Book by Isaiah Berlin

Against the Current: Essays in the History of Ideas (1979) is a collection of essays by the 20th-century philosopher and historian Isaiah Berlin.

==Summary==
The collection was edited by Henry Hardy and featured an introduction by Roger Hausheer. The book collects previously published essays in which Berlin discusses the thoughts of 20th century ideologic dissenters who were opposed to the prevailing wisdom of their time. A wide range of individuals are discussed including Machiavelli, Giambattista Vico, Montesquieu, Alexander Herzen, Georges Sorel, Verdi, and Moses Hess

The collection represents Berlin's long-held interest in figures who held dissenting or minority views; but who, despite this, are now important influences on modern thought. By emphasizing these individuals, Berlin attempts to address the issue of imbalances in the history of ideas. As Hausheer explains in the introduction: "At every step forward in our collective development, Berlin seems to say, we must pause to listen to the voices crying out in tortured dissent, or just raised to utter criticism, whether cautiously reasoned or wildly inchoate: we ignore them at our peril, for they may tell us something vital about ourselves".

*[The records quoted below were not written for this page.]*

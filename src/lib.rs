//! # voxpipe - Composable Text-to-Speech Pipelines
//!
//! A convenience layer over two speech backends: a local synthesizer
//! producing WAV and a cloud service producing MP3, behind one validated
//! request shape with composable binders, reusable pipelines, and batch
//! conversion.
//!
//! ## Features
//!
//! - **Two engines, one API**: offline (WAV from a local synthesizer
//!   subprocess) and cloud (MP3 from an HTTP service)
//! - **Validation first**: empty or oversize text and unsupported
//!   languages are rejected before any engine is touched
//! - **Combinators**: `compose` plus `with_engine`/`with_language`
//!   binders over a shared request template, order-independent
//! - **Pipelines**: bind engine and language once, then produce bytes,
//!   an in-memory reader, or timestamped files
//! - **Batch**: sequential fail-fast conversion of many texts with
//!   collision-free member names; best-effort as an opt-in
//! - **Playback**: blocking audio output from file or memory
//!
//! ## Quick Start
//!
//! ```rust,ignore
//! use voxpipe::{create_tts_pipeline, EngineKind};
//!
//! // Bind engine and language once; the pair is validated here
//! let pipeline = create_tts_pipeline(EngineKind::Offline, "en")?;
//!
//! // Synthesize to a timestamped file under the audio directory
//! let path = pipeline.save("Hello, world!", None)?;
//!
//! // Or keep the audio in memory
//! let audio = pipeline.synthesize("Hello again")?;
//! ```
//!
//! ## Binders
//!
//! ```rust,ignore
//! use voxpipe::{synth_fn, with_engine, with_language, EngineKind, RequestTemplate};
//!
//! // Binder application order does not matter
//! let speak = with_language("de")(with_engine(EngineKind::Cloud)(synth_fn()));
//! let audio = speak("Guten Tag", RequestTemplate::new())?;
//! ```
//!
//! ## Batch
//!
//! ```rust,ignore
//! use voxpipe::{batch_tts, EngineKind};
//!
//! let texts = ["one", "two", "three"];
//! let paths = batch_tts(&texts, EngineKind::Offline, "en", "out")?;
//! ```

pub mod audio;
pub mod config;
pub mod core;
pub mod engine;
pub mod error;

// Re-exports for convenience
pub use audio::{playback, AudioResult};
pub use config::{AppConfig, AppConfigBuilder, CloudConfig, OfflineConfig};
// self:: keeps the module from colliding with the `core` crate
pub use self::core::{
    batch_tts, compose, convert, convert_async, create_tts_pipeline, identity, synth_fn,
    text_to_speech, validate_language, validate_text, with_engine, with_language, BatchReport,
    BatchRunner, ConversionRequest, Converter, OutputMode, Pipeline, PipelineOutput,
    RequestTemplate, SynthFn, MAX_TEXT_LEN,
};
pub use engine::{
    availability_report, engine_for, AudioFormat, CloudEngine, EngineKind, OfflineEngine,
    SpeechEngine,
};
pub use error::{Result, TtsError};

/// Library version
pub const VERSION: &str = env!("CARGO_PKG_VERSION");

Included is "The Counter-Enlightenment" an essay first published in 1973. In this essay, Berlin explains his theory of a Counter-Enlightenment. Berlin traces the ideology of figures such as Giambattista Vico, from their opposition to enlightenment ideals to the emergence of Romanticism and Existentialism.

== Publication history ==
- Berlin, Isaiah (2000). "Against the Current: Essays in the History of Ideas"
- Berlin, Isaiah (1979). "Against the Current: Essays in the History of Ideas"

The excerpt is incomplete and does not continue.